İLK DERECE MAHKEMESİ KARARI Mahkemece, “SMM Bilirkişi … tarafından düzenlenen gerekçesi ve delillere uygunluğu nedeniyle itibara layık bulunan 04/12/2017 tarihli rapor ile dosyadaki bilgi ve belgelere göre yapılan yargılama sonunda:-Dosyaya mübrez … Ltd. Şti’nde çalışan personel çizelgesi ve hesaplanan tazminat tutarlarının 57.928,26 TL olduğu, taraflar arasında imzalanan sözleşmenin 7. Maddesinin “e” maddesi “Alt Yüklenici çalıştırdığı Personelin ilgili kanunlarda, yönetmelik ya da genelgelerde belirtilen tüm haklarını vermek ve gerektiğinde hak eden Personelin Kıdem ve İhbar Tazminatlarını ödemek zorundadır. Personelin bu haklarından doğan alacaklarından Ana iş Yüklenici kabul eder.” hükmü gereği kıdem tazminatının ödenmesinden alt taşeronun/yüklenici olan davacının sorumlu olduğu,
-Davalı tarafından dosyaya mübrez banka dekontuna göre 04.06.2015 Tarihinde “… Tazminat ödemesi” açıklaması ile 2.627,48 TL tutarında tazminat ödemesi yapılmış olduğu,-… ’nın Davacı …. Tic. Ltd. ŞtıVne ait SGK Hizmet dökü- münde çalışan personel olarak görülmediği, fakat çalışan listesinde … adına rastlandığı, …’nın sonradan soyadı değişikliğine gidilmiş olabileceği ,bu itibarla davalı tarafından yapılan 2.627,48 TL tutarındaki tazminat ödemesinin davacının sorumluluğunda olduğu ve alacak tutarından tenzilinin gerekeceği,-Buna karşın gerek sözleşme gerekse 4857 sayılı İş Kanunu gereği davacı şirketin çalıştırmış olduğu personellerin Kıdem Tazminatı ödemeleri davacının sorumluluğu altında olduğu, bu itibarla … (…)’e davalı tarafından yapılan Kıdem Tazminatı ödemesi haricinde davalının bilirkişi raporunda listelenen diğer davacı personellerine ödeme yaptığına dair somut bir belge bulunmadığı gibi davalının da böyle bir ödemeye ilişkin iddiasının olmadığı, … (…) e yapılan 2.627,48 TL Ödemenin davacının davalıdan olan alacağından tenzilinin gerekeceği, ancak bu personel haricindeki kıdem tazminatlarının davacı tarafından ödenip ödenmediği, ödendi ise ne kadarının ödenmiş olduğu belli olmadığından salt davalının sunmuş olduğu kıdem tazminatı listesine istinaden davacının alacağından başkaca bir mahsup yapılmasına mevcut verilerle imkan olmadığı hususu değerlendirilmiştir. Tarafların ticari defter ve belgeleri, dosya üzerinde yapılan inceleme sonucunda davacının takip tarihi itibariyle davalıdan tahsili gereken alacağının 191.605,93 TL olduğu, takip tarihinden önce davalıya tebliğ edilmiş bir temerrüd ihtarı bulunmadığından takip öncesi işlemiş faiz talebinin yerinde olmadığı, takip tarihinden sonra ancak davadan önce ödemesi yapılan 98.414,36 TL’lik alacak itibariyle dava açılmasında hukuki yarar bulunmadığı, davadan sonra ödenen 875,00 TL’lik alacağın ise infaz aşamasında değerlendirilmesi gerektiği, sonuç itibariyle davacının iş bu dava tarihi itibariyle tahsili gereken alacağının 90.564,09 TL olduğu sonucuna varılmakla davacının davasının kısmen kabulüne ” karar verilmiştir.

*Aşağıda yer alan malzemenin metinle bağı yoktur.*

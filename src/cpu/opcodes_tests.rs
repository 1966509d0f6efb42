#[cfg(test)]
mod test {
    use crate::cpu::addressing::AddressingMode;
    use crate::cpu::flags::Flags;
    use crate::cpu::opcodes::{
        build_table, defined_opcodes, lookup, CyclePenalty, Timing, OPCODES,
    };
    use std::collections::HashSet;

    #[rustfmt::skip]
    const DOCUMENTED: [u8; 151] = [
        0x00, 0x01, 0x05, 0x06, 0x08, 0x09, 0x0A, 0x0D, 0x0E, 0x10, 0x11, 0x15,
        0x16, 0x18, 0x19, 0x1D, 0x1E, 0x20, 0x21, 0x24, 0x25, 0x26, 0x28, 0x29,
        0x2A, 0x2C, 0x2D, 0x2E, 0x30, 0x31, 0x35, 0x36, 0x38, 0x39, 0x3D, 0x3E,
        0x40, 0x41, 0x45, 0x46, 0x48, 0x49, 0x4A, 0x4C, 0x4D, 0x4E, 0x50, 0x51,
        0x55, 0x56, 0x58, 0x59, 0x5D, 0x5E, 0x60, 0x61, 0x65, 0x66, 0x68, 0x69,
        0x6A, 0x6C, 0x6D, 0x6E, 0x70, 0x71, 0x75, 0x76, 0x78, 0x79, 0x7D, 0x7E,
        0x81, 0x84, 0x85, 0x86, 0x88, 0x8A, 0x8C, 0x8D, 0x8E, 0x90, 0x91, 0x94,
        0x95, 0x96, 0x98, 0x99, 0x9A, 0x9D, 0xA0, 0xA1, 0xA2, 0xA4, 0xA5, 0xA6,
        0xA8, 0xA9, 0xAA, 0xAC, 0xAD, 0xAE, 0xB0, 0xB1, 0xB4, 0xB5, 0xB6, 0xB8,
        0xB9, 0xBA, 0xBC, 0xBD, 0xBE, 0xC0, 0xC1, 0xC4, 0xC5, 0xC6, 0xC8, 0xC9,
        0xCA, 0xCC, 0xCD, 0xCE, 0xD0, 0xD1, 0xD5, 0xD6, 0xD8, 0xD9, 0xDD, 0xDE,
        0xE0, 0xE1, 0xE4, 0xE5, 0xE6, 0xE8, 0xE9, 0xEA, 0xEC, 0xED, 0xEE, 0xF0,
        0xF1, 0xF5, 0xF6, 0xF8, 0xF9, 0xFD, 0xFE,
    ];

    #[test]
    fn test_defined_set_matches_documented_instructions() {
        let documented: HashSet<u8> = DOCUMENTED.iter().copied().collect();
        for code in 0..=255u8 {
            assert_eq!(
                lookup(code).is_some(),
                documented.contains(&code),
                "opcode ${:02X}",
                code
            );
        }
        assert_eq!(defined_opcodes().count(), 151);
    }

    #[test]
    fn test_lookup_returns_entry_for_its_own_code() {
        for code in 0..=255u8 {
            if let Some(opcode) = lookup(code) {
                assert_eq!(opcode.code, code);
            }
        }
    }

    #[test]
    fn test_no_duplicate_codes() {
        let codes: HashSet<u8> = OPCODES.iter().map(|op| op.code).collect();
        assert_eq!(codes.len(), OPCODES.len());
    }

    #[test]
    fn test_fifty_six_mnemonics() {
        let names: HashSet<&str> = OPCODES.iter().map(|op| op.name).collect();
        assert_eq!(names.len(), 56);
        for name in names {
            assert_eq!(name.len(), 3);
            assert!(name.chars().all(|c| c.is_ascii_uppercase()), "{}", name);
        }
    }

    #[test]
    fn test_size_matches_addressing_mode() {
        for op in OPCODES {
            assert!((1..=3).contains(&op.size), "{} ${:02X}", op.name, op.code);
            assert_eq!(
                op.size,
                op.mode.instruction_len(),
                "{} ${:02X} {:?}",
                op.name,
                op.code,
                op.mode
            );
        }
    }

    #[test]
    fn test_flag_sets_are_disjoint() {
        for op in OPCODES {
            let effects = op.flags;
            assert!(!effects.cleared.intersects(effects.set), "{}", op.name);
            assert!(!effects.cleared.intersects(effects.modified), "{}", op.name);
            assert!(!effects.set.intersects(effects.modified), "{}", op.name);
        }
    }

    #[test]
    fn test_branches_use_relative_mode_and_branch_timing() {
        for op in OPCODES {
            let is_branch = op.mode == AddressingMode::Relative;
            assert_eq!(is_branch, op.timing.penalty == CyclePenalty::Branch, "{}", op.name);
            if is_branch {
                assert!(op.name.starts_with('B'));
                assert_eq!(op.timing.base, 2);
                assert!(op.flags.is_none());
            }
        }
        let branches = OPCODES
            .iter()
            .filter(|op| op.mode == AddressingMode::Relative)
            .count();
        assert_eq!(branches, 8);
    }

    #[test]
    fn test_page_cross_penalty_only_on_indexed_reads() {
        for op in OPCODES.iter().filter(|op| op.timing.penalty == CyclePenalty::PageCrossed) {
            assert!(
                matches!(
                    op.mode,
                    AddressingMode::AbsoluteX | AddressingMode::AbsoluteY | AddressingMode::IndirectY
                ),
                "{} {:?}",
                op.name,
                op.mode
            );
        }
        // Stores and read-modify-write always pay the fixed cost
        let sta_abs_x = lookup(0x9D).unwrap();
        assert_eq!(sta_abs_x.timing, Timing::new(5, CyclePenalty::None));
        let inc_abs_x = lookup(0xFE).unwrap();
        assert_eq!(inc_abs_x.timing, Timing::new(7, CyclePenalty::None));
    }

    #[test]
    fn test_packed_timing() {
        assert_eq!(lookup(0x69).unwrap().timing.packed(), 2);
        assert_eq!(lookup(0x7D).unwrap().timing.packed(), 14);
        assert_eq!(lookup(0x71).unwrap().timing.packed(), 15);
        assert_eq!(lookup(0x90).unwrap().timing.packed(), 22);
        assert_eq!(lookup(0x90).unwrap().timing.max_cycles(), 4);
    }

    #[test]
    fn test_timing_display() {
        assert_eq!(lookup(0x00).unwrap().timing.to_string(), "7");
        assert_eq!(lookup(0xB9).unwrap().timing.to_string(), "4+");
        assert_eq!(lookup(0xF0).unwrap().timing.to_string(), "2++");
    }

    #[test]
    fn test_flag_effects_of_notable_instructions() {
        let lsr = lookup(0x4A).unwrap();
        assert_eq!(lsr.flags.cleared, Flags::NEGATIVE);
        assert_eq!(lsr.flags.modified, Flags::ZERO | Flags::CARRY);

        let brk = lookup(0x00).unwrap();
        assert_eq!(brk.flags.set, Flags::INTERRUPT_DISABLE);

        let bit = lookup(0x24).unwrap();
        assert_eq!(bit.flags.modified, Flags::NEGATIVE | Flags::OVERFLOW | Flags::ZERO);

        let plp = lookup(0x28).unwrap();
        assert!(!plp.flags.modified.contains(Flags::BREAK));
        assert!(!plp.flags.modified.contains(Flags::UNUSED));
        assert_eq!(plp.flags, lookup(0x40).unwrap().flags);

        assert_eq!(lookup(0x18).unwrap().flags.cleared, Flags::CARRY);
        assert_eq!(lookup(0xF8).unwrap().flags.set, Flags::DECIMAL_MODE);
    }

    #[test]
    fn test_build_table_is_idempotent() {
        let first = build_table();
        let second = build_table();
        for (a, b) in first.iter().zip(second.iter()) {
            assert_eq!(a, b);
        }
    }

    #[test]
    fn test_undefined_opcodes() {
        for code in [0x02, 0x03, 0x1A, 0x80, 0x89, 0x9C, 0x9E, 0xEB, 0xFF] {
            assert!(lookup(code).is_none(), "${:02X}", code);
        }
    }
}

İSTİNAF SEBEPLERİ Davacı vekili yasal süresi içinde sunmuş olduğu istinaf dilekçesinde; borca mahsuben SGK’ya yapılan kısmı ödemenin dava açıldıktan sonra icra dosyasına bildirildiğini, bu hali ile davanın açılmasına davalı sebebiyet verdiğinden davalının kötüniyet, yargılama gideri ve vekalet ücreti taleplerinin reddine karar verilmesi gerektiğini borcun tamamına itiraz etmiş olan davalı aleyhine borcun tamamı üzerinden icra inkar tazminatına hükmedilmesi gerektiğini, ayrıca müvekkil şirkete bildirilmemiş olan ve ayrıca dosyaya dayanak evrakı sunulmayan “… tazminatı ödemesi” başlıklı 2.627,48 TL’lik ödemenin tenziline karar verilmesi hatalı olduğunu belirterek mahkeme kararının kaldırılmasını talep etmiştir.Davalı vekili yasal süresi içinde sunmuş olduğu istinaf dilekçesinde; taraflar arasında akdedilen 4 ayrı sözleşme kapsamında davacının alacağının doğmasının ön şartı davacının bu sözleşmelerde yazılı tüm yükümlülüklerini yerine getirmesi olup davacı bu sözleşme hükümlerine aykırı olarak hiç bir yükümlülükleri getirmeden hakedişleri için icra takibine başvurduğunu, davacı alt yüklenicinin SGK ve vergi borcu bulunduğunu, bu sebeple davalı ana yüklenici müvekkil tarafından davacı alt yükleniciye ihtarname çektiğini ve bu sözleşmeler kapsamında ve davacının icra takibine konu ettiği alacağından mahsup edilmek üzere davacı alt yüklenicinin ödemediği SGK’ya olan 425 TL, 450 TL, 59.467,84 TL, VE 38.946,52 TL olmak üzere toplamda 99.289,36 TL SGK borcu davalı ana yüklenici müvekkil şirket tarafından ödendiğini bununla birlikte İş Kanununa göre çalıştırılan işçilerin tüm işçilik hak ve alacaklarından ve bu şekilde kıdem tazminatını alt yüklenici ödemek zorunda olmasının yanı sıra bu borçlarından ana yüklenicide çalışanlara birlikte sorumlu olup bu sebeple davacı alt yüklenici bünyesinde çalışan işçiler kıdem tazminatlarının ödenmesi için davalı ana yüklenici müvekkil şirkete ihtarnameler çekildiğini, Diğer yandan davacıya sözleşmelerde bir çok yükümlülük yüklendiği ve var ise alacağı bu yükümlülüklerinin mali miktarına göre belirlenmesi gerekeceğinden alacağın likit olmasından sözedilemeyeceğini buna rağmen davacının alacağının likit olduğu düşünülerek aleyhimize %20 inkar tazminatına hükmedilmesi ve davacı kötü niyetli takip başlattığından kötü niyet tazminat taleplerinin reddine karar verilmesi hatalı olduğunu belirterek mahkeme kararının kaldırılmasını talep etmiştir.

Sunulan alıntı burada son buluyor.